DROP table EMPLOYEES;
""";
connection
.prepareStatement(destroy)
.execute();
}
Once we’ve set up the test data, we can write a simple unit test for the LIMIT and OFFSET approach to verify the page size:
@Test
void givenDBPopulated_WhenReadPageWithLimitAndOffset_ThenReturnsPaginatedResult() throws SQLException {
int offset = 0;
int pageSize = 100_000;
int totalPages = 0;
while (true) {
ResultSet resultSet = PaginationLogic.readPageWithLimitAndOffset(connection, offset, pageSize);
if (!resultSet.next()) {
break;
}
List<String> resultPage = new ArrayList<>();
do {
resultPage.add(resultSet.getString("first_name"));
} while (resultSet.next());
assertEquals("firstname" + (resultPage.size() * (totalPages + 1)), resultPage.get(resultPage.size() - 1));
offset += pageSize;
totalPages++;
}
assertEquals(10, totalPages);
}
As we can see above, we’re also looping until we’ve read all the database records in pages, and for each page, we’re verifying the last read record.

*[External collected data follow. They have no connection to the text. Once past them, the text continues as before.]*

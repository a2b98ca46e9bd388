// Copyright (c) 2025-2026 Adrian Robinson. Licensed under the AGPL-3.0.
// See LICENSE file in the project root for full license text.

use async_trait::async_trait;
use thiserror::Error;

use crate::record::RecordId;

#[derive(Error, Debug)]
pub enum StorageError {
    #[error("Storage backend error: {0}")]
    Backend(String),
}

/// Read access to the records of one domain type.
#[async_trait]
pub trait RecordStore: Send + Sync {
    type Record: Send + Sync;

    /// Fetch every record whose primary key is in `ids`, in one query.
    ///
    /// Order and duplicate handling are up to the store (an SQL `IN` lookup
    /// returns each row once, in table order).
    async fn find_by_ids(&self, ids: &[RecordId]) -> Result<Vec<Self::Record>, StorageError>;

    /// Every record of the type, used to rebuild the index.
    async fn find_all(&self) -> Result<Vec<Self::Record>, StorageError>;
}
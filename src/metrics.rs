// Copyright (c) 2025-2026 Adrian Robinson. Licensed under the AGPL-3.0.
// See LICENSE file in the project root for full license text.

//! Metrics instrumentation for zoom-sync.
//!
//! Uses the `metrics` crate for backend-agnostic metrics collection.
//! The host application is responsible for choosing the exporter (Prometheus, OTEL, etc.)
//!
//! # Metric Naming Convention
//! - `zoom_sync_` prefix for all metrics
//! - `_total` suffix for counters
//! - `_seconds` suffix for duration histograms
//!
//! # Labels
//! - `operation`: specialUpdate, recordDelete
//! - `status`: success, error, skipped
//! - `type_name`: domain type

use metrics::{counter, histogram};
use std::time::Duration;

/// Record the outcome of an index update call
pub fn record_index_call(operation: &str, status: &str) {
    counter!(
        "zoom_sync_index_calls_total",
        "operation" => operation.to_string(),
        "status" => status.to_string()
    )
    .increment(1);
}

/// Record index update latency
pub fn record_index_latency(operation: &str, duration: Duration) {
    histogram!(
        "zoom_sync_index_call_seconds",
        "operation" => operation.to_string()
    )
    .record(duration.as_secs_f64());
}

/// Record a field that could not be resolved during serialization
pub fn record_field_failure(type_name: &str) {
    counter!(
        "zoom_sync_field_resolution_failures_total",
        "type_name" => type_name.to_string()
    )
    .increment(1);
}

/// Record a search hit skipped because its payload was malformed
pub fn record_malformed_hit() {
    counter!("zoom_sync_malformed_hits_total").increment(1);
}

/// Record a search outcome
pub fn record_search(status: &str) {
    counter!(
        "zoom_sync_searches_total",
        "status" => status.to_string()
    )
    .increment(1);
}

/// Record search latency (connect + search)
pub fn record_search_latency(duration: Duration) {
    histogram!("zoom_sync_search_seconds").record(duration.as_secs_f64());
}

/// Record a finished index rebuild
pub fn record_rebuild(type_name: &str, succeeded: usize, failed: usize) {
    counter!(
        "zoom_sync_rebuilds_total",
        "type_name" => type_name.to_string()
    )
    .increment(1);
    counter!(
        "zoom_sync_rebuilt_records_total",
        "type_name" => type_name.to_string(),
        "status" => "success"
    )
    .increment(succeeded as u64);
    counter!(
        "zoom_sync_rebuilt_records_total",
        "type_name" => type_name.to_string(),
        "status" => "error"
    )
    .increment(failed as u64);
}
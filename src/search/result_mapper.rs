// Copyright (c) 2025-2026 Adrian Robinson. Licensed under the AGPL-3.0.
// See LICENSE file in the project root for full license text.

//! Search hits → domain records.
//!
//! ```text
//! ResultSet ──→ parse each hit's XML ──→ localControlNumber "Book:42"
//!                                             │
//!                                             └─→ 42 ──→ one find_by_ids(&[..]) call
//! ```
//!
//! Records come back in whatever order the store returns them, not in
//! ranking order.

use tracing::{debug, warn};

use crate::metrics;
use crate::record::{primary_key_from_payload, RecordId};
use crate::storage::traits::{RecordStore, StorageError};

use super::client::ResultSet;

pub struct ResultMapper;

impl ResultMapper {
    /// Primary keys of every well-formed hit, in hit order, duplicates kept.
    /// Malformed hits are logged and skipped.
    pub fn primary_keys(result_set: ResultSet) -> Vec<RecordId> {
        let mut ids = Vec::with_capacity(result_set.len());
        for (position, hit) in result_set.into_iter().enumerate() {
            match primary_key_from_payload(hit.xml()) {
                Ok(id) => ids.push(id),
                Err(e) => {
                    warn!(position, error = %e, "Skipping malformed search hit");
                    metrics::record_malformed_hit();
                }
            }
        }
        ids
    }

    /// Resolve a result set to records with a single batch lookup.
    pub async fn map<S>(result_set: ResultSet, store: &S) -> Result<Vec<S::Record>, StorageError>
    where
        S: RecordStore + ?Sized,
    {
        if result_set.is_empty() {
            return Ok(Vec::new());
        }

        let hits = result_set.len();
        let ids = Self::primary_keys(result_set);
        if ids.is_empty() {
            return Ok(Vec::new());
        }

        debug!(hits, keys = ids.len(), "Fetching search hits from storage");
        store.find_by_ids(&ids).await
    }
}
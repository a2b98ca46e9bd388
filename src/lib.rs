// Copyright (c) 2025-2026 Adrian Robinson. Licensed under the AGPL-3.0.
// See LICENSE file in the project root for full license text.

//! # Zoom Sync
//!
//! Keeps a relational record store and a Z39.50 search index (Zebra, Voyager,
//! ...) consistent, and turns free-text queries into type-scoped PQF.
//!
//! ## Architecture
//!
//! ```text
//! ┌─────────────────────────────────────────────────────────────┐
//! │                         Write Path                          │
//! │  storage commit ──→ IndexSyncDispatcher::on_save/on_destroy │
//! │    • RecordSerializer: record → FieldRecord (XML)           │
//! │    • DatabaseRouter: public / private index target          │
//! │    • IndexUpdater: specialUpdate / recordDelete             │
//! └─────────────────────────────────────────────────────────────┘
//!
//! ┌─────────────────────────────────────────────────────────────┐
//! │                         Query Path                          │
//! │  free text ──→ QueryTranslator ──→ PQF                      │
//! │    • ZoomClient: connect + search (XML record syntax)       │
//! │    • ResultMapper: hits → primary keys → one batch lookup   │
//! └─────────────────────────────────────────────────────────────┘
//! ```
//!
//! Both paths read a [`SyncRegistry`] built once at startup: index targets
//! keyed by `(host, database_name)` and per-type [`SyncOptions`].
//!
//! ## Quick Start
//!
//! ```rust,no_run
//! use std::sync::Arc;
//! use zoom_sync::{
//!     FieldAccessor, IndexSyncDispatcher, IndexTargetConfig, IndexedRecord, ProcessUpdater,
//!     RecordId, SyncOptions, SyncRegistry,
//! };
//!
//! struct Book { id: RecordId, title: String }
//!
//! impl FieldAccessor for Book {
//!     fn stored_attribute(&self, name: &str) -> Option<String> {
//!         (name == "title").then(|| self.title.clone())
//!     }
//! }
//!
//! impl IndexedRecord for Book {
//!     fn type_name(&self) -> &str { "Book" }
//!     fn primary_key(&self) -> RecordId { self.id }
//!     fn attributes(&self) -> Vec<(String, String)> {
//!         vec![("id".into(), self.id.to_string()), ("title".into(), self.title.clone())]
//!     }
//!     fn is_private(&self) -> bool { false }
//! }
//!
//! # #[tokio::main]
//! # async fn main() {
//! let mut builder = SyncRegistry::builder();
//! builder.add_target(IndexTargetConfig::new("localhost", "books").with_credentials("admin", "secret")).unwrap();
//! builder.register_type("Book", SyncOptions::default().fields(["title"]).public_zoom("localhost", "books")).unwrap();
//!
//! let dispatcher = IndexSyncDispatcher::new(
//!     Arc::new(builder.build()),
//!     Arc::new(ProcessUpdater::new("./zoom_ext_services_action.pl")),
//! );
//!
//! let book = Book { id: 1, title: "Dune".into() };
//! if let Err(e) = dispatcher.on_save(&book).await {
//!     eprintln!("index is behind: {e}");
//! }
//! # }
//! ```
//!
//! ## Modules
//!
//! - [`record`]: record traits, identity and field-record serialization
//! - [`registry`]: read-only target and per-type configuration registry
//! - [`routing`]: public/private index routing
//! - [`dispatcher`]: save/destroy/rebuild synchronization
//! - [`updater`]: the index update boundary and its process implementation
//! - [`search`]: PQF translation, the Z39.50 client seam and result mapping
//! - [`storage`]: the record store seam

pub mod config;
pub mod record;
pub mod registry;
pub mod routing;
pub mod updater;
pub mod storage;
pub mod search;
pub mod dispatcher;
pub mod metrics;

// Note: We don't expose a `tracing` module to avoid conflict with the tracing crate

pub use config::{IndexTargetConfig, SyncOptions, TargetKey, UpdaterConfig, ZoomSyncConfig};
pub use record::{
    FieldAccessor, FieldError, FieldRecord, IndexIdentity, IndexedRecord, PayloadError, RecordId,
    RecordSerializer, IDENTITY_FIELD,
};
pub use registry::{ConfigError, SyncConfiguration, SyncRegistry, SyncRegistryBuilder};
pub use routing::{DatabaseRouter, RoutingError};
pub use updater::{IndexCallError, IndexUpdater, ProcessUpdater, UpdateOperation, UpdateRequest};
pub use storage::traits::{RecordStore, StorageError};
pub use storage::memory::InMemoryRecordStore;
pub use search::{
    QueryTranslator, ResultMapper, ResultSet, SearchError, SearchHit, SearchRequest, ZoomClient,
    ZoomConnection, ZoomSearch,
};
pub use dispatcher::{IndexSyncDispatcher, RebuildReport, SyncError, UpdateReport};
// Copyright (c) 2025-2026 Adrian Robinson. Licensed under the AGPL-3.0.
// See LICENSE file in the project root for full license text.

//! Child-process index updater.

use std::path::{Path, PathBuf};
use std::process::Stdio;
use std::time::Duration;

use async_trait::async_trait;
use tokio::process::Command;
use tracing::debug;

use crate::config::UpdaterConfig;

use super::{IndexCallError, IndexUpdater, UpdateRequest};

/// Runs the updater program once per update and captures its output.
///
/// Arguments are passed as separate argv entries, never through a shell.
/// A non-zero exit status is a failed call. With a timeout set, the child is
/// killed when the limit is hit.
#[derive(Debug, Clone)]
pub struct ProcessUpdater {
    program: PathBuf,
    timeout: Option<Duration>,
}

impl ProcessUpdater {
    pub fn new(program: impl Into<PathBuf>) -> Self {
        Self {
            program: program.into(),
            timeout: None,
        }
    }

    pub fn from_config(config: &UpdaterConfig) -> Self {
        Self {
            program: PathBuf::from(&config.program),
            timeout: config.timeout(),
        }
    }

    #[must_use]
    pub fn with_timeout(mut self, timeout: Duration) -> Self {
        self.timeout = Some(timeout);
        self
    }

    #[must_use]
    pub fn program(&self) -> &Path {
        &self.program
    }
}

#[async_trait]
impl IndexUpdater for ProcessUpdater {
    async fn update(&self, request: &UpdateRequest) -> Result<Vec<String>, IndexCallError> {
        let mut command = Command::new(&self.program);
        command
            .args(request.args())
            .stdin(Stdio::null())
            .kill_on_drop(true);

        debug!(
            program = %self.program.display(),
            identity = %request.identity,
            operation = %request.operation,
            "Running index updater"
        );

        let output = match self.timeout {
            Some(limit) => tokio::time::timeout(limit, command.output())
                .await
                .map_err(|_| IndexCallError::Timeout(limit))?,
            None => command.output().await,
        }
        .map_err(|source| IndexCallError::Spawn {
            program: self.program.display().to_string(),
            source,
        })?;

        let lines: Vec<String> = String::from_utf8_lossy(&output.stdout)
            .lines()
            .chain(String::from_utf8_lossy(&output.stderr).lines())
            .map(str::to_string)
            .collect();

        if output.status.success() {
            Ok(lines)
        } else {
            Err(IndexCallError::Failed {
                status: output.status.to_string(),
                lines,
            })
        }
    }
}

#[cfg(test)]
mod tests {
    use super::*;

    #[test]
    fn test_from_config() {
        let config = UpdaterConfig {
            program: "/opt/zoom/update.pl".into(),
            timeout_ms: Some(250),
        };
        let updater = ProcessUpdater::from_config(&config);

        assert_eq!(updater.program(), Path::new("/opt/zoom/update.pl"));
        assert_eq!(updater.timeout, Some(Duration::from_millis(250)));
    }

    #[tokio::test]
    async fn test_missing_program_is_spawn_error() {
        use crate::config::IndexTargetConfig;
        use crate::updater::UpdateOperation;

        let updater = ProcessUpdater::new("/nonexistent/zoom-updater-for-tests");
        let request = UpdateRequest {
            target: IndexTargetConfig::new("h", "db"),
            identity: "Book:1".into(),
            payload: "<record/>".into(),
            operation: UpdateOperation::SpecialUpdate,
        };

        assert!(matches!(
            updater.update(&request).await,
            Err(IndexCallError::Spawn { .. })
        ));
    }
}
// Copyright (c) 2025-2026 Adrian Robinson. Licensed under the AGPL-3.0.
// See LICENSE file in the project root for full license text.

//! Public types for the sync dispatcher.

use thiserror::Error;

use crate::config::TargetKey;
use crate::routing::RoutingError;
use crate::updater::{IndexCallError, UpdateOperation};

/// Why an index sync did not happen. Already logged when returned.
#[derive(Error, Debug)]
pub enum SyncError {
    #[error("type '{0}' is not registered for index sync")]
    UnregisteredType(String),
    #[error(transparent)]
    Routing(#[from] RoutingError),
    #[error(transparent)]
    IndexCall(#[from] IndexCallError),
}

/// Outcome of one successful index update.
#[derive(Debug, Clone, PartialEq, Eq)]
pub struct UpdateReport {
    pub identity: String,
    pub operation: UpdateOperation,
    pub target: TargetKey,
    /// Status lines printed by the updater
    pub lines: Vec<String>,
}

/// Result of an index rebuild.
#[derive(Debug, Clone, PartialEq, Eq)]
pub struct RebuildReport {
    /// Records found in storage
    pub total: usize,
    /// Records written to the index
    pub succeeded: usize,
    /// Records that failed to serialize, route or update
    pub failed: usize,
    /// Records of another type found in the store
    pub skipped: usize,
}

impl RebuildReport {
    /// Check if every record was indexed
    #[must_use]
    pub fn is_success(&self) -> bool {
        self.failed == 0
    }
}
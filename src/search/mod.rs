// Copyright (c) 2025-2026 Adrian Robinson. Licensed under the AGPL-3.0.
// See LICENSE file in the project root for full license text.

//! Search Infrastructure
//!
//! Free-text search against a Z39.50 index, resolved back to domain records.
//!
//! # Architecture
//!
//! ```text
//! QueryTranslator (free text → PQF)
//!     ↓
//! ZoomClient / ZoomConnection (external Z39.50 session)
//!     ↓
//! ResultMapper (XML hits → primary keys → one batch lookup)
//! ```
//!
//! # Query Language (PQF)
//!
//! ```text
//! @and @attr 1=12 Book @attr 2=102 @attr 5=3 dune "frank herbert"
//!  │         │          │           └─ truncate left and right
//!  │         │          └─ relevance ranking
//!  │         └─ scope to the Book type
//!  └─ both the scope and the terms must match
//! ```

mod client;
mod query_translator;
mod result_mapper;
mod zoom_search;

pub use client::{
    ConnectionOptions, ResultSet, SearchError, SearchHit, ZoomClient, ZoomConnection,
    XML_RECORD_SYNTAX,
};
pub use query_translator::{
    QueryTranslator, RELEVANCE_ATTRIBUTE, TRUNCATION_ATTRIBUTE, TYPE_SCOPE_ATTRIBUTE,
};
pub use result_mapper::ResultMapper;
pub use zoom_search::{SearchRequest, ZoomSearch};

Similarly, we can write another test for pagination with sorted keys using the ID column:
@Test
void givenDBPopulated_WhenReadPageWithSortedKeys_ThenReturnsPaginatedResult() throws SQLException {
PreparedStatement preparedStatement = connection.prepareStatement("SELECT min(id) as min_id, max(id) as max_id FROM employees");
ResultSet resultSet = preparedStatement.executeQuery();
resultSet.next();
int minId = resultSet.getInt("min_id");
int maxId = resultSet.getInt("max_id");
int lastFetchedId = 0; // assign lastFetchedId to minId
int pageSize = 100_000;
int totalPages = 0;
while ((lastFetchedId + pageSize) <= maxId) {
resultSet = PaginationLogic.readPageWithSortedKeys(connection, lastFetchedId, pageSize);
if (!resultSet.next()) {
break;
}
List<String> resultPage = new ArrayList<>();
do {
resultPage.add(resultSet.getString("first_name"));
lastFetchedId = resultSet.getInt("id");
} while (resultSet.next());
assertEquals("firstname" + (resultPage.size() * (totalPages + 1)), resultPage.get(resultPage.size() - 1));
totalPages++;
}
assertEquals(10, totalPages);
}
As we can see above, we’re looping over the entire table to read all the data, one page at a time. We’re finding minId and maxId that’ll help us define our iteration window for the loop. Then, we’re asserting the last read record for each page and the total page size.
5. Conclusion
In this article, we discussed reading large datasets in batches instead of reading them all in one query. We discussed and implemented two approaches along with a unit test verifying the working.
LIMIT and OFFSET methods may turn inefficient for large datasets since they read all the rows and skips defined by OFFSET position, while the sorted key approach is efficient since it only queries relevant data using a sorted key that is indexed as well.
As always, the example code is available over on GitHub.